What’s more, if John is lifted first above everyone, then we are to emulate his dress. We don’t have to be like him in his style of shouting, angry oratory – we can choose to be soft spoken. Those are qualities only on the surface of John: the part to emulate is his character. And most specifically what was mentioned: he was not someone who bent to the will of others in a way that dismantled his own faith.
This week, while reading online, I came across something an American minister had written about the readings concerning John during Advent. In his essay, he said a version of this: I have some bad news for you – some people are good enough for God. And some people aren’t good enough for God, and they will be cast out. (You may recall this kind of language in our gospel last week.)
The problem I have always had with this interpretation of the Bible – and why we must resist it – is where it leads. I don’t presume to be God; I am your pastor; I try to lead you, just as I am so often led by many of you. That is our role for one another. Yet, when someone decides that God also sorts people, it encourages us to the do same. Why shouldn’t we get started at what will happen in heaven anyway? And so you see where that leads, where it has led. What’s more, it often puts us in some kind of competition for God’s divine attention, as if there were a finite number of spots in heaven. In that case, I had better raise issues about my neighbor’s flaws, so that I look better. Why would I help my neighbor, if it cost me a spot? For there to be so-called “worthy” people, there must be those who are unworthy. And the only way we can decide that is a shortcut kind of way with stereotypes. Otherwise, we would have to truly get to know someone and we might find out they aren’t who we thought.
Yet we are cautioned in our second lesson: “Beloved, do not grumble against one another, so that you may not be judged. See the judge is at the door!” The judge is God.
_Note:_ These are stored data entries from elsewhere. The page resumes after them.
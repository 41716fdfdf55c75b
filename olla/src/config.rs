//! # Configuration Management
//!
//! Loads the TOML file describing endpoints, selector strategy, circuit
//! breaker/health/discovery tuning, and server settings, applies environment
//! overrides, then validates the result. Grounded on the teacher's
//! `config.rs::Config::load`/`apply_env_overrides`/`validate_schema` shape,
//! re-targeted from "providers with API keys" to "endpoints with provider
//! kinds".

use olla_core::circuit_breaker::CircuitBreakerConfig;
use olla_core::discovery::DiscoveryConfig;
use olla_core::endpoint::ProviderKind;
use olla_core::health::HealthProberConfig;
use olla_core::stats::StatsConfig;
use serde::{Deserialize, Serialize};
use std::env;
use std::str::FromStr;
use std::time::Duration;

/// Root configuration loaded from `--config` (default `config.toml`).
#[derive(Debug, Clone, Serialize, Deserialize)]
pub struct Config {
    #[serde(default)]
    pub server: ServerConfig,
    #[serde(default)]
    pub endpoints: Vec<EndpointConfig>,
    #[serde(default)]
    pub selector: SelectorConfig,
    #[serde(default)]
    pub proxy: ProxyConfig,
    #[serde(default)]
    pub circuit_breaker: CircuitBreakerConfig,
    #[serde(default)]
    pub health: HealthProberConfig,
    #[serde(default)]
    pub discovery: DiscoveryConfig,
    #[serde(default)]
    pub stats: StatsConfig,
    #[serde(default)]
    pub logging: LoggingConfig,
}

/// One backend in the config file. `(name, url, provider)` is the identity
/// tuple `EndpointRegistry::load_from_config` uses to decide whether health
/// state survives a reload.
#[derive(Debug, Clone, Serialize, Deserialize)]
pub struct EndpointConfig {
    pub name: String,
    pub url: String,
    pub provider: String,
    #[serde(default)]
    pub priority: i32,
    pub max_connections: Option<u32>,
}

impl EndpointConfig {
    pub fn provider_kind(&self) -> anyhow::Result<ProviderKind> {
        ProviderKind::from_str(&self.provider)
            .map_err(|_| anyhow::anyhow!("unknown provider kind: {}", self.provider))
    }
}

/// Which selector strategy the binary wires up at startup.
#[derive(Debug, Clone, Copy, Serialize, Deserialize, Default, PartialEq, Eq)]
#[serde(rename_all = "snake_case")]
pub enum SelectorConfig {
    #[default]
    Priority,
    RoundRobin,
    LeastConnections,
}

/// Which proxy engine variant serves requests, plus the retry/busy tuning
/// shared by whichever one is selected.
#[derive(Debug, Clone, Serialize, Deserialize)]
pub struct ProxyConfig {
    #[serde(default)]
    pub engine: ProxyEngineKind,
    #[serde(default = "default_max_retries")]
    pub max_retries: u32,
    /// Active-connection count above which an endpoint is treated as `Busy`
    /// for selection-weight purposes (spec.md §3's "Busy is set by the
    /// proxy engine, not the prober").
    #[serde(default = "default_busy_threshold")]
    pub busy_threshold: i64,
}

fn default_max_retries() -> u32 {
    2
}

fn default_busy_threshold() -> i64 {
    10
}

impl Default for ProxyConfig {
    fn default() -> Self {
        Self {
            engine: ProxyEngineKind::default(),
            max_retries: default_max_retries(),
            busy_threshold: default_busy_threshold(),
        }
    }
}

#[derive(Debug, Clone, Copy, Serialize, Deserialize, Default, PartialEq, Eq)]
#[serde(rename_all = "snake_case")]
pub enum ProxyEngineKind {
    Simple,
    #[default]
    Fast,
}

/// HTTP server bind settings and request-level limits.
#[derive(Debug, Clone, Serialize, Deserialize)]
pub struct ServerConfig {
    pub host: String,
    pub port: u16,
    #[serde(with = "olla_core::common::duration_serde")]
    pub response_timeout: Duration,
    /// `0` disables the limit (spec.md §8's "maxBodySize = 0 → no-op").
    pub max_body_size: usize,
}

impl Default for ServerConfig {
    fn default() -> Self {
        Self {
            host: "127.0.0.1".to_string(),
            port: 40114,
            response_timeout: Duration::from_secs(600),
            max_body_size: 50 * 1024 * 1024,
        }
    }
}

#[derive(Debug, Clone, Serialize, Deserialize)]
pub struct LoggingConfig {
    pub level: String,
}

impl Default for LoggingConfig {
    fn default() -> Self {
        Self {
            level: "info".to_string(),
        }
    }
}

impl Default for Config {
    fn default() -> Self {
        Self {
            server: ServerConfig::default(),
            endpoints: Vec::new(),
            selector: SelectorConfig::default(),
            proxy: ProxyConfig::default(),
            circuit_breaker: CircuitBreakerConfig::default(),
            health: HealthProberConfig::default(),
            discovery: DiscoveryConfig::default(),
            stats: StatsConfig::default(),
            logging: LoggingConfig::default(),
        }
    }
}

impl Config {
    pub fn load(path: &str) -> anyhow::Result<Self> {
        let content = std::fs::read_to_string(path)?;
        let mut config: Config = toml::from_str(&content)?;
        config.apply_env_overrides()?;
        config.validate()?;
        Ok(config)
    }

    pub fn apply_env_overrides(&mut self) -> anyhow::Result<()> {
        if let Ok(host) = env::var("OLLA_HOST") {
            if !host.is_empty() {
                self.server.host = host;
            }
        }
        if let Ok(port_str) = env::var("OLLA_PORT") {
            self.server.port = port_str
                .parse()
                .map_err(|_| anyhow::anyhow!("invalid OLLA_PORT: {port_str}"))?;
        }
        if let Ok(level) = env::var("OLLA_LOG_LEVEL") {
            self.logging.level = level;
        }
        Ok(())
    }

    /// Schema + cross-field validation. Named `validate` (not
    /// `validate_schema`) since this crate has no separate env-override
    /// validation pass to distinguish it from.
    pub fn validate(&self) -> anyhow::Result<()> {
        if self.server.host.is_empty() {
            return Err(anyhow::anyhow!("server host cannot be empty"));
        }
        if self.server.port == 0 {
            return Err(anyhow::anyhow!("server port must be between 1 and 65535"));
        }

        let mut seen_names = std::collections::HashSet::new();
        for endpoint in &self.endpoints {
            if endpoint.name.is_empty() {
                return Err(anyhow::anyhow!("endpoint name cannot be empty"));
            }
            if !seen_names.insert(&endpoint.name) {
                return Err(anyhow::anyhow!("duplicate endpoint name: {}", endpoint.name));
            }
            if !endpoint.url.starts_with("http://") && !endpoint.url.starts_with("https://") {
                return Err(anyhow::anyhow!(
                    "endpoint {} url must start with http:// or https://",
                    endpoint.name
                ));
            }
            endpoint.provider_kind().map_err(|e| {
                anyhow::anyhow!("endpoint {}: {}", endpoint.name, e)
            })?;
        }

        if self.circuit_breaker.failure_threshold == 0 {
            return Err(anyhow::anyhow!("circuit_breaker.failure_threshold cannot be 0"));
        }

        Ok(())
    }
}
And we cannot presume to know what God sees in someone else.
Think of what our stereotyping does each day, even aside from the great tragedies of history. This is why a single mom on welfare worries more when her son breaks his arm in the playground and she has to bring him to the hospital – will they assume she was abusive? Why young black men, doing nothing differently from their white peers, worry when they encounter police officers. White skin confers on a person an advantage, whether we are comfortable admitting it or not. Until we ourselves are judges. I think I have told you the story about summer between university years when I worked as a plumber. After work, dirty and in construction boots – probably doing my best version of John the Baptist’s style – I went to cash a cheqie. I was turned down. I went home, got dressed in my suit, and went back to the bank. (I really needed my cheque cashed!) And guess what? They did it, no questions asked. It was the exact same cheque. I was the same person. But they saw me with different eyes.
We are in a time in North America when we need to begin asking ourselves, and one another, to think about the stereotypes we hold – sometimes without even knowing it. We need to question some of those assumed truths. We need to insist that people are not red blocks or green blocks to be so easily categorized. And we need to resist any law that might treat them so.
The next time we go looking for a prophet in soft robes, Jesus might suggest we recall John the Baptist. We can only hear the truth of the gospel more clearly when the more people we are open to hearing deliver its message. Amen.